**** SOURCE MATERIAL ****

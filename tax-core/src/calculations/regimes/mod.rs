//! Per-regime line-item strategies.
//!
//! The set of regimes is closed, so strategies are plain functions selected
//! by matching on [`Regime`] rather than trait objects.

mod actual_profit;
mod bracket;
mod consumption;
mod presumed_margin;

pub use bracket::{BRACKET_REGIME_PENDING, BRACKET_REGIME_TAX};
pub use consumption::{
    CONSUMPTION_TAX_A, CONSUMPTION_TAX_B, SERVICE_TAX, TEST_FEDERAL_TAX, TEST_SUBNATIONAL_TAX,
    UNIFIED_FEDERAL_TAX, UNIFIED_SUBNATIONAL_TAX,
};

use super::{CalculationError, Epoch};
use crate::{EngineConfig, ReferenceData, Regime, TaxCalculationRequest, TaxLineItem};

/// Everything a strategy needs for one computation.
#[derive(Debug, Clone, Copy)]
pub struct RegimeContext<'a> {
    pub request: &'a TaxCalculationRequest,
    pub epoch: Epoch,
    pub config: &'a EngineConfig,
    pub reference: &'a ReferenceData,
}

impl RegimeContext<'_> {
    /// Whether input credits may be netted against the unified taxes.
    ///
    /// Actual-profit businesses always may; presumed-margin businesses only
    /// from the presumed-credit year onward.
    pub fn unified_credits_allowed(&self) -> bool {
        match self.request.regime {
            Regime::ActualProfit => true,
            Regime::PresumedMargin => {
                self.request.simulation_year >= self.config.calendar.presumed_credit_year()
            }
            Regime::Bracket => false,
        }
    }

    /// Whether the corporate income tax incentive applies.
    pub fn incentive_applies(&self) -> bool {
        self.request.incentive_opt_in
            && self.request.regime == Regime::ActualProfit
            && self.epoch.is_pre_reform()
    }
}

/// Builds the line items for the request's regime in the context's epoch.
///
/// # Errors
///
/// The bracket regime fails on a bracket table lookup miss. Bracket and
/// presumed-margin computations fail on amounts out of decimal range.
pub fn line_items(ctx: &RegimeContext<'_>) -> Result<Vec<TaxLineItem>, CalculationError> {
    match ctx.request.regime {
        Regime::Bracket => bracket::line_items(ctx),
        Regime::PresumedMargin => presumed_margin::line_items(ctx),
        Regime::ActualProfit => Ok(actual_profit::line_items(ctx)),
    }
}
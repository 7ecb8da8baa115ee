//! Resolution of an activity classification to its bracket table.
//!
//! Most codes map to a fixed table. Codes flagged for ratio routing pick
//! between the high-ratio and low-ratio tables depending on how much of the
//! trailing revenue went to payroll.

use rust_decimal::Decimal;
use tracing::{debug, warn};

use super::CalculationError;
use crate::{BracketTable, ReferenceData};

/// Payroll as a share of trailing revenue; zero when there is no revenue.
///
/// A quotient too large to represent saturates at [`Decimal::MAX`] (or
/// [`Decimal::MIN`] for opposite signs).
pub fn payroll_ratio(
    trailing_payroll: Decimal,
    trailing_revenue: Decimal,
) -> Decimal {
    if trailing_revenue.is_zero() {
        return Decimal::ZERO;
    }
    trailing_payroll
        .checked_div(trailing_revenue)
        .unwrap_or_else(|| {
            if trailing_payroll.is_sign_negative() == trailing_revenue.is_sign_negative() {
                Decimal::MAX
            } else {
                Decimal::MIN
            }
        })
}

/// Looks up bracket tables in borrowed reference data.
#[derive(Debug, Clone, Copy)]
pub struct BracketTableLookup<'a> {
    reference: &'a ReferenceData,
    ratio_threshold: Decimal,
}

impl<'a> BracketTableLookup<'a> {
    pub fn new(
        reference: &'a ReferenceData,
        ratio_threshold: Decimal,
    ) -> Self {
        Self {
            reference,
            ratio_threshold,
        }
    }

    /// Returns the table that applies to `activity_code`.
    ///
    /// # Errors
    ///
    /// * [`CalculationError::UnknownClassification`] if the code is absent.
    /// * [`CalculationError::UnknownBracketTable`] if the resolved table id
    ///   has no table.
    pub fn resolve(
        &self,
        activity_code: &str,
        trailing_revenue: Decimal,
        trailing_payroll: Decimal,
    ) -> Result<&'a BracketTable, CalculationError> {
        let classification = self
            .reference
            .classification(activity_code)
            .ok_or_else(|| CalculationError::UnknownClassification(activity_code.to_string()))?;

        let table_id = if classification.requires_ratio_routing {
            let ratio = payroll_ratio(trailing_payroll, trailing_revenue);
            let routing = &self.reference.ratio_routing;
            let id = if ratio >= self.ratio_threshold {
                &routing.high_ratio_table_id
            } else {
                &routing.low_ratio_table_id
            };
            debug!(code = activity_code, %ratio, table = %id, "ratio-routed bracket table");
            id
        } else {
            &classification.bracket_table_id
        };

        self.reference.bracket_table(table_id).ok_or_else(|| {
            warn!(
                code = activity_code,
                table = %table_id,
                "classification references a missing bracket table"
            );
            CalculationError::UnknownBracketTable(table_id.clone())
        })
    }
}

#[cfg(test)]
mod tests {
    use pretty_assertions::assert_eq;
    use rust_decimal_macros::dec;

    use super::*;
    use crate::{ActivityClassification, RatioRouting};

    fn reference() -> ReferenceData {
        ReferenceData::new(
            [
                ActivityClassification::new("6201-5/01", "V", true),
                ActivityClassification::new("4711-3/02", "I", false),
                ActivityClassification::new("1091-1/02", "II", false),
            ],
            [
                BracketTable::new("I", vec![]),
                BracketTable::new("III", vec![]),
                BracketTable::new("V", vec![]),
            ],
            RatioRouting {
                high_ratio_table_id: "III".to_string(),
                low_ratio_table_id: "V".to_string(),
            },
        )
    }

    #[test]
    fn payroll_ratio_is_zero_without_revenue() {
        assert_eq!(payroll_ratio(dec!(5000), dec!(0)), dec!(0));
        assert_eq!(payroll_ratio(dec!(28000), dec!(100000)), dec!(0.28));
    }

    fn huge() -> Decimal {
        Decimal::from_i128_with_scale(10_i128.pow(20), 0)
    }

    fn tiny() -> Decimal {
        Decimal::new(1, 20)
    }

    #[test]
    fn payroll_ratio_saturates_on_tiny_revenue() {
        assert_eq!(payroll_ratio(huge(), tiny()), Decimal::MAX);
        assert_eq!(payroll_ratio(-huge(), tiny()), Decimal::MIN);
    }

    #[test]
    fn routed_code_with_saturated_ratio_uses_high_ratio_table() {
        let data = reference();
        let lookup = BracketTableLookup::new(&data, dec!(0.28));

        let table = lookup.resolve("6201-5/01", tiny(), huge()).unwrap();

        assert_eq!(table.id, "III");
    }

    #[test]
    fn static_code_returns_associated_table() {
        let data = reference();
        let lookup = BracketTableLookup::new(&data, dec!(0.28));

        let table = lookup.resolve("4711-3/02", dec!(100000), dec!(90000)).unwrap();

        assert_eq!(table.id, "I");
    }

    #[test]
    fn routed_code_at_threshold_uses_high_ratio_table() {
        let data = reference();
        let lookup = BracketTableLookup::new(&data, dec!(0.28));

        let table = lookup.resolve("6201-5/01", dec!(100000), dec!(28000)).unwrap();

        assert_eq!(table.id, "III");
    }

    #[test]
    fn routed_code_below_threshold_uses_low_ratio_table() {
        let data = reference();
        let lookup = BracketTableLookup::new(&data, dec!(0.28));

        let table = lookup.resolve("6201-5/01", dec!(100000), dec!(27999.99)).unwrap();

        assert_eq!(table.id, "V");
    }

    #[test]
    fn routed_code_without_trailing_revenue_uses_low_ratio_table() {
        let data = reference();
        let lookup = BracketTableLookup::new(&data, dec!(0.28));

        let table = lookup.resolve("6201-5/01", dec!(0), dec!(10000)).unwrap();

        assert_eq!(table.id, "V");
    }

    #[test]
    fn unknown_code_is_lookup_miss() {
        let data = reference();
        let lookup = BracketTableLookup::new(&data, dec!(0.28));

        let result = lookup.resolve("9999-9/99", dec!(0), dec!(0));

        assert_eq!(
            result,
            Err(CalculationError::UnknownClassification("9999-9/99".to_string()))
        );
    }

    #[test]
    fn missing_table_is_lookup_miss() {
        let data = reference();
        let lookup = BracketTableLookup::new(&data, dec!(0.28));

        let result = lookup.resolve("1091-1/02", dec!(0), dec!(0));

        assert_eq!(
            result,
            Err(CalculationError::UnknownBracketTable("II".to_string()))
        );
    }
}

****

WHAT YOU WILL DO: Please copy only the lines between the first line of the entries and the line with "pub fn incentive_applies(&self)", keeping those two end lines as well, exactly as written.

THE ANSWER:
filename tax-core/src/calculations/regimes/mod.rs
//! Per-regime line-item strategies.
//!
//! The set of regimes is closed, so strategies are plain functions selected
//! by matching on [`Regime`] rather than trait objects.

mod actual_profit;
mod bracket;
mod consumption;
mod presumed_margin;

pub use bracket::{BRACKET_REGIME_PENDING, BRACKET_REGIME_TAX};
pub use consumption::{
    CONSUMPTION_TAX_A, CONSUMPTION_TAX_B, SERVICE_TAX, TEST_FEDERAL_TAX, TEST_SUBNATIONAL_TAX,
    UNIFIED_FEDERAL_TAX, UNIFIED_SUBNATIONAL_TAX,
};

use super::{CalculationError, Epoch};
use crate::{EngineConfig, ReferenceData, Regime, TaxCalculationRequest, TaxLineItem};

/// Everything a strategy needs for one computation.
#[derive(Debug, Clone, Copy)]
pub struct RegimeContext<'a> {
    pub request: &'a TaxCalculationRequest,
    pub epoch: Epoch,
    pub config: &'a EngineConfig,
    pub reference: &'a ReferenceData,
}

impl RegimeContext<'_> {
    /// Whether input credits may be netted against the unified taxes.
    ///
    /// Actual-profit businesses always may; presumed-margin businesses only
    /// from the presumed-credit year onward.
    pub fn unified_credits_allowed(&self) -> bool {
        match self.request.regime {
            Regime::ActualProfit => true,
            Regime::PresumedMargin => {
                self.request.simulation_year >= self.config.calendar.presumed_credit_year()
            }
            Regime::Bracket => false,
        }
    }

    /// Whether the corporate income tax incentive applies.
    pub fn incentive_applies(&self) -> bool {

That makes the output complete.